The reported response rate to chemotherapy ranges between 52% and 64% (Alexanian et al, 1988, Hjorth et al, 1993, Dimopoulos et al, 1993, Weber et al, 1997). However, no details on the degree of response were given in these published series. Although the overall response rate was 63% in our study, it must be emphasized that only 43% of the patients achieved a partial response, whereas 57% of the patients had minimal or no response to the initial chemotherapy. Patients with evolving SMM had a trend towards a higher partial response rate than those with non-evolving disease (53% vs. 21%). However, the difference was not statistically significant, probably because of the low number of patients included in each group. It is noteworthy that four of the seven patients who underwent autologous transplantation only achieved minimal response (three cases) or no change (one case) with high-dose therapy. Our results indicate that the response to therapy in SMM is characterized by a moderate tumour reduction or no significant change. However, despite the relative poor response to treatment the median survival after progression was 3·5 years, which is slightly longer that that reported in the general myeloma population. This again supports the indolent nature of the disease, even after progression, with an overall median survival longer than 8 years from diagnosis.

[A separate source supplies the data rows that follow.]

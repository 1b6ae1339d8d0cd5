//! Bootstrap configuration loading
//!
//! Settings come from a TOML file read once at startup. Config file
//! resolution order:
//! 1. Command-line argument (highest priority)
//! 2. `VMS_CONFIG` environment variable
//! 3. `~/.config/vms/config.toml` (platform config dir)
//! 4. Built-in defaults (no file)
//!
//! Individual command-line flags are applied on top by the binary.

use crate::{Error, Result};
use serde::Deserialize;
use std::path::{Path, PathBuf};
use tracing::{debug, info};

/// Environment variable naming an explicit config file
pub const CONFIG_ENV_VAR: &str = "VMS_CONFIG";

/// Longest accepted token lifetime (one year)
pub const MAX_JWT_EXPIRATION_HOURS: u64 = 24 * 366;

/// Service configuration
#[derive(Debug, Clone, Deserialize, PartialEq)]
pub struct Config {
    /// HTTP listen port
    #[serde(default = "default_port")]
    pub port: u16,

    /// SQLite database file
    #[serde(default = "default_database_path")]
    pub database_path: PathBuf,

    /// HMAC key for access tokens; must be set before serving
    #[serde(default)]
    pub jwt_secret: String,

    #[serde(default = "default_jwt_expiration_hours")]
    pub jwt_expiration_hours: u64,

    /// Origins allowed by CORS
    #[serde(default = "default_allowed_origins")]
    pub allowed_origins: Vec<String>,

    #[serde(default)]
    pub logging: LoggingConfig,
}

/// Logging configuration
#[derive(Debug, Clone, Deserialize, PartialEq)]
pub struct LoggingConfig {
    /// Log level (trace, debug, info, warn, error); RUST_LOG takes precedence
    #[serde(default = "default_log_level")]
    pub level: String,
}

impl Default for LoggingConfig {
    fn default() -> Self {
        Self {
            level: default_log_level(),
        }
    }
}

impl Default for Config {
    fn default() -> Self {
        Self {
            port: default_port(),
            database_path: default_database_path(),
            jwt_secret: String::new(),
            jwt_expiration_hours: default_jwt_expiration_hours(),
            allowed_origins: default_allowed_origins(),
            logging: LoggingConfig::default(),
        }
    }
}

fn default_port() -> u16 {
    8080
}

fn default_database_path() -> PathBuf {
    dirs::data_local_dir()
        .unwrap_or_else(|| PathBuf::from("."))
        .join("vms")
        .join("vms.db")
}

fn default_jwt_expiration_hours() -> u64 {
    24
}

fn default_allowed_origins() -> Vec<String> {
    vec!["http://localhost:5173".to_string()]
}

fn default_log_level() -> String {
    "info".to_string()
}

impl Config {
    /// Parse TOML text; absent fields take their defaults
    pub fn from_toml_str(content: &str) -> Result<Self> {
        toml::from_str(content).map_err(|e| Error::Config(format!("Invalid config file: {}", e)))
    }

    /// Load configuration, falling back to defaults when no file is found
    ///
    /// An explicitly named file (argument or environment) must exist.
    pub fn load(cli_path: Option<&Path>) -> Result<Self> {
        let env_path = std::env::var(CONFIG_ENV_VAR).ok().map(PathBuf::from);

        match resolve_config_path(cli_path, env_path.as_deref(), user_config_path().as_deref()) {
            Some(path) => {
                let content = std::fs::read_to_string(&path).map_err(|e| {
                    Error::Config(format!("Failed to read config file {}: {}", path.display(), e))
                })?;
                info!("Loaded configuration from {}", path.display());
                Self::from_toml_str(&content)
            }
            None => {
                debug!("No config file found, using built-in defaults");
                Ok(Self::default())
            }
        }
    }

    /// Reject settings the service cannot run with
    pub fn validate(&self) -> Result<()> {
        if self.jwt_secret.trim().is_empty() {
            return Err(Error::Config(
                "jwt_secret must be set (config file or VMS_JWT_SECRET)".to_string(),
            ));
        }
        if self.jwt_expiration_hours == 0 {
            return Err(Error::Config(
                "jwt_expiration_hours must be greater than zero".to_string(),
            ));
        }
        if self.jwt_expiration_hours > MAX_JWT_EXPIRATION_HOURS {
            return Err(Error::Config(format!(
                "jwt_expiration_hours must be at most {}",
                MAX_JWT_EXPIRATION_HOURS
            )));
        }
        Ok(())
    }
}

/// `~/.config/vms/config.toml` or the platform equivalent
fn user_config_path() -> Option<PathBuf> {
    dirs::config_dir().map(|d| d.join("vms").join("config.toml"))
}

/// Pick the config file to read
///
/// Explicit paths win even when missing so the read error reaches the user;
/// the per-user file is only used if it exists.
fn resolve_config_path(
    cli_path: Option<&Path>,
    env_path: Option<&Path>,
    user_path: Option<&Path>,
) -> Option<PathBuf> {
    if let Some(path) = cli_path {
        return Some(path.to_path_buf());
    }
    if let Some(path) = env_path {
        return Some(path.to_path_buf());
    }
    user_path.filter(|p| p.exists()).map(Path::to_path_buf)
}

In summary, two subsets of SMM were identified: (i) evolving disease with a progressive increase in the M-protein level, a previously recognized MGUS, a higher frequency of IgA type and short time to progression and (ii) patients with non-evolving disease with no previous MGUS and a longer time to transformation. In both types the pattern of progression mainly consisted of anaemia with or without bone lytic lesions with no renal failure, hypercalcaemia or extramedullary plasmacytomas at the time of progression. Thus, patients with SMM can be safely observed for long periods of time. In addition, the response to therapy after progression is poor, particularly in the non-evolving type.
This work was supported in part by grants from Fondo de Investigaciones CientíficasSanitarias de la Seguridad Social (FIS 00/0642 and FIS 2003-REDG136-0).